The invention relates to a recombinant cystatin C protein (rhCysC) and the application of the recombinant cystatin C protein to a detection kit for detecting serum cystatin C (CysC) and belongs to thefield of in vitro diagnosis of medical immunology. According to the recombinant cystatin C protein (rhCysC) and the application of the recombinant cystatin C protein of the invention, the gene sequence of coded rhCysC, which is obtained through specially carrying out codon optimization on an escherichia coli expression system, is provided, wherein the sequence is as shown as SEQ ID NO: 2. With the sequence transferred, the expression efficiency of heterologous genes in a host bacterium can be remarkably improved. The recombinant expression method of the rhCysC has the characteristics of shortperiod, large expression quantity and low cost; the rhCysC prepared by the method can be used as an effective immunogen for the preparation of rabbit polyclonal antibodies. With the polyclonal antibodies applied to the preparation of a latex-enhanced immunoturbidimetric detection kit, the content of CysC in serum can be accurately detected. Compared with a commercially available product, the recombinant cystatin C protein (rhCysC) has better repeatability and higher accuracy, and shows a good clinical application prospect.
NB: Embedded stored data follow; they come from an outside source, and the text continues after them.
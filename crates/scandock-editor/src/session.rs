// SPDX-License-Identifier: PMPL-1.0-or-later
// Copyright (c) 2026 Jonathan D.A. Jewell (hyperpolymath) <jonathan.jewell@open.ac.uk>
//
// Editor session — the single owner of one scan's page collection.
//
// Quick edits run inline under the lock. Pipeline recomputes, camera calls
// and saves go to tokio's blocking pool; the lock is only taken to snapshot
// inputs and to install results, never across an `.await`.

use std::sync::{Arc, Mutex, MutexGuard, PoisonError};

use scandock_bridge::NativeCamera;
use scandock_core::error::{Result, ScandockError};
use scandock_core::types::{CaptureMode, EditParams};
use scandock_document::{ImageProcessor, Raster, Rect};
use tokio::sync::broadcast;
use tracing::{debug, info, instrument, warn};

use crate::capture::{CaptureGuard, CaptureState, fold_capture};
use crate::collection::{PageCollection, RecomputeJob};
use crate::page::Page;
use crate::persist::{SaveOutcome, SavePage, SaveTransaction};

const EVENT_CAPACITY: usize = 64;

/// Notifications for whoever renders the editor.
#[derive(Debug, Clone, PartialEq, Eq)]
pub enum EditorEvent {
    PageCollectionChanged,
    CaptureFolded { index: usize },
    SaveResult { success: bool },
}

/// Shared handle to an editing session. Clones drive the same collection.
#[derive(Clone)]
pub struct EditorSession {
    collection: Arc<Mutex<PageCollection>>,
    guard: Arc<CaptureGuard>,
    events: broadcast::Sender<EditorEvent>,
}

impl Default for EditorSession {
    fn default() -> Self {
        Self::new(PageCollection::new())
    }
}

impl EditorSession {
    pub fn new(collection: PageCollection) -> Self {
        let (events, _) = broadcast::channel(EVENT_CAPACITY);
        Self {
            collection: Arc::new(Mutex::new(collection)),
            guard: Arc::new(CaptureGuard::new()),
            events,
        }
    }

    pub fn subscribe(&self) -> broadcast::Receiver<EditorEvent> {
        self.events.subscribe()
    }

    /// Run `f` with read access to the collection.
    pub fn with_pages<T>(&self, f: impl FnOnce(&PageCollection) -> T) -> T {
        f(&self.lock())
    }

    pub fn capture_state(&self) -> CaptureState {
        self.guard.state()
    }

    // -- Synchronous edits ----------------------------------------------------

    pub fn commit_edit(&self, bitmap: Raster, params: EditParams) -> Result<()> {
        self.mutate(|pages| pages.commit_edit(bitmap, params))
    }

    pub fn reset_to_original(&self) -> Result<()> {
        self.mutate(PageCollection::reset_to_original)
    }

    pub fn rotate_current(&self) -> Result<f32> {
        self.mutate(PageCollection::rotate_current)
    }

    pub fn select_page(&self, index: usize) -> usize {
        let selected = self.lock().select_page(index);
        self.notify(EditorEvent::PageCollectionChanged);
        selected
    }

    pub fn remove_page(&self, index: usize) -> Result<Page> {
        self.mutate(|pages| pages.remove_page(index))
    }

    pub fn move_page(&self, from: usize, to: usize) -> Result<()> {
        self.mutate(|pages| pages.move_page(from, to))
    }

    pub fn clear(&self) {
        self.lock().clear();
        self.notify(EditorEvent::PageCollectionChanged);
    }

    // -- Capture --------------------------------------------------------------

    /// Arm the capture guard. `false` when a capture is already pending.
    pub fn request_capture(&self, mode: CaptureMode) -> bool {
        self.guard.trigger(mode)
    }

    /// Fold a captured raster into the collection. A delivery with no pending
    /// capture is dropped and returns `None`.
    pub fn deliver_capture(&self, raster: Raster) -> Option<usize> {
        let mode = self.guard.consume()?;
        let index = fold_capture(&mut self.lock(), mode, raster)?;
        self.notify(EditorEvent::CaptureFolded { index });
        self.notify(EditorEvent::PageCollectionChanged);
        Some(index)
    }

    /// Arm the guard for `mode`, ask `camera` for an image and fold it in.
    ///
    /// `Ok(None)` when the user cancelled or a capture was already pending.
    /// Camera and decode errors become `CaptureFailed` and leave the pages
    /// untouched.
    #[instrument(skip(self, camera))]
    pub async fn capture(&self, camera: Arc<dyn NativeCamera>, mode: CaptureMode) -> Result<Option<usize>> {
        if !self.request_capture(mode) {
            return Ok(None);
        }

        let decoded = tokio::task::spawn_blocking(move || -> Result<Option<Raster>> {
            match camera.capture_image()? {
                Some(bytes) => Ok(Some(ImageProcessor::from_bytes(&bytes)?.into_rgba())),
                None => Ok(None),
            }
        })
        .await
        .map_err(|e| ScandockError::CaptureFailed(format!("capture task failed: {e}")));

        match decoded {
            Ok(Ok(Some(raster))) => Ok(self.deliver_capture(raster)),
            Ok(Ok(None)) => {
                debug!("capture cancelled by user");
                self.guard.cancel();
                Ok(None)
            }
            Ok(Err(err)) | Err(err) => {
                warn!(error = %err, "capture failed");
                self.guard.cancel();
                Err(match err {
                    ScandockError::CaptureFailed(_) => err,
                    other => ScandockError::CaptureFailed(other.to_string()),
                })
            }
        }
    }

    // -- Background recompute -------------------------------------------------

    /// Re-render the selected page with `params` off the interactive thread.
    /// Returns `false` when a newer edit overtook this one.
    pub async fn recompute(&self, params: EditParams) -> Result<bool> {
        let job = self.lock().begin_recompute(params)?;
        self.finish(job).await
    }

    /// Crop the selected page off the interactive thread. See
    /// [`PageCollection::begin_crop`].
    pub async fn apply_crop(&self, crop: Rect, display: Rect) -> Result<bool> {
        let job = self.lock().begin_crop(crop, display)?;
        self.finish(job).await
    }

    async fn finish(&self, job: RecomputeJob) -> Result<bool> {
        let outcome = tokio::task::spawn_blocking(move || job.run())
            .await
            .map_err(|e| ScandockError::Transform(format!("recompute task failed: {e}")))??;

        let installed = self.lock().finish_recompute(outcome);
        if installed {
            self.notify(EditorEvent::PageCollectionChanged);
        }
        Ok(installed)
    }

    // -- Save -----------------------------------------------------------------

    /// Save every page through `tx` and remember the scan identity on
    /// success. Always emits a `SaveResult` event.
    #[instrument(skip_all)]
    pub async fn save(&self, tx: SaveTransaction) -> Result<SaveOutcome> {
        let (snapshot, scan_id) = {
            let pages = self.lock();
            let snapshot: Vec<SavePage> = pages.pages().iter().map(SavePage::from).collect();
            (snapshot, pages.scan_id())
        };

        let result = tokio::task::spawn_blocking(move || tx.run(snapshot, scan_id))
            .await
            .map_err(|e| ScandockError::PersistenceFailed(format!("save task failed: {e}")))
            .and_then(|r| r);

        match &result {
            Ok(outcome) => {
                self.lock().mark_saved(outcome.scan_id, &outcome.pages);
                info!(scan_id = outcome.scan_id.0, "session saved");
            }
            Err(err) => warn!(error = %err, "session save failed"),
        }
        self.notify(EditorEvent::SaveResult {
            success: result.is_ok(),
        });
        result
    }

    fn mutate<T>(&self, f: impl FnOnce(&mut PageCollection) -> Result<T>) -> Result<T> {
        let value = f(&mut self.lock())?;
        self.notify(EditorEvent::PageCollectionChanged);
        Ok(value)
    }

    fn lock(&self) -> MutexGuard<'_, PageCollection> {
        self.collection.lock().unwrap_or_else(PoisonError::into_inner)
    }

    fn notify(&self, event: EditorEvent) {
        // No subscribers is fine.
        let _ = self.events.send(event);
    }
}
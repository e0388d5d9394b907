// SPDX-License-Identifier: PMPL-1.0-or-later
// Copyright (c) 2026 Jonathan D.A. Jewell (hyperpolymath) <jonathan.jewell@open.ac.uk>
//
// Artifact integrity — SHA-256 fingerprints of page PNGs.

use scandock_core::error::ScandockError;
use sha2::{Digest, Sha256};

/// SHA-256 of `data` as a lowercase hex string.
pub fn hash_bytes(data: &[u8]) -> String {
    hex::encode(Sha256::digest(data))
}

/// Check `data` against a stored digest.
///
/// Fails with `IntegrityMismatch` carrying both digests when they differ.
/// Comparison ignores hex case.
pub fn verify_hash(data: &[u8], expected_hex: &str) -> Result<(), ScandockError> {
    let actual = hash_bytes(data);
    if actual.eq_ignore_ascii_case(expected_hex) {
        Ok(())
    } else {
        Err(ScandockError::IntegrityMismatch {
            expected: expected_hex.to_owned(),
            actual,
        })
    }
}
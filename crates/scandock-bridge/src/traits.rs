// SPDX-License-Identifier: PMPL-1.0-or-later
// Copyright (c) 2026 Jonathan D.A. Jewell (hyperpolymath) <jonathan.jewell@open.ac.uk>
//
// Platform-agnostic trait definitions for native capabilities.

use scandock_core::error::Result;

/// Everything the scanner needs from the host platform.
pub trait PlatformBridge: NativeCamera + NativeShare {
    /// Human-readable platform name (e.g. "Android 14", "Desktop (files)").
    fn platform_name(&self) -> &str;
}

/// Capture images from the device camera.
pub trait NativeCamera: Send + Sync {
    /// Take one photo and return its encoded bytes (JPEG or PNG).
    /// Returns Ok(None) if the user cancelled.
    fn capture_image(&self) -> Result<Option<Vec<u8>>>;
}

/// Share content via the OS share sheet.
pub trait NativeShare: Send + Sync {
    /// Offer a file to other apps.
    fn share_file(&self, path: &str, mime_type: &str) -> Result<()>;
}
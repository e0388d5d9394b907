// SPDX-License-Identifier: PMPL-1.0-or-later
// Copyright (c) 2026 Jonathan D.A. Jewell (hyperpolymath) <jonathan.jewell@open.ac.uk>
//
// scandock-bridge — Platform capabilities the editor consumes: taking a
// photo and handing a finished PDF to another app.
//
// Mobile front ends supply their own implementations of the traits. Desktop
// and CLI builds use the file bridge (photos come from image files, sharing
// copies into a directory) or the stub when nothing is configured.

pub mod file;
pub mod stub;
pub mod traits;

pub use file::FileBridge;
pub use stub::StubBridge;
pub use traits::{NativeCamera, NativeShare, PlatformBridge};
The invention discloses new application of cystatin S, and specifically discloses application of cystatin S to prepare a marker for diagnosing and indicating liver cancer, gastrointestinal stromal tumor, pancreas cancer, esophagus cancer or stomach cancer. The invention also discloses a trapping agent of the marker for diagnosing and indicating liver cancer, gastrointestinal stromal tumor, pancreas cancer, esophagus cancer or stomach cancer, and the trapping agent is applied to prepare a kit for diagnosing and indicating liver cancer, gastrointestinal stromal tumor, pancreas cancer, esophagus cancer or stomach cancer. The prepared kit has the advantages of being good in specificity, high in sensitivity and the like, is applicable to early diagnosis on liver cancer, gastrointestinal stromal tumor, pancreas cancer, esophagus cancer or stomach cancer, assessment on treatment effect during treatment and monitoring on metastasis and recurrence after treatment is finished.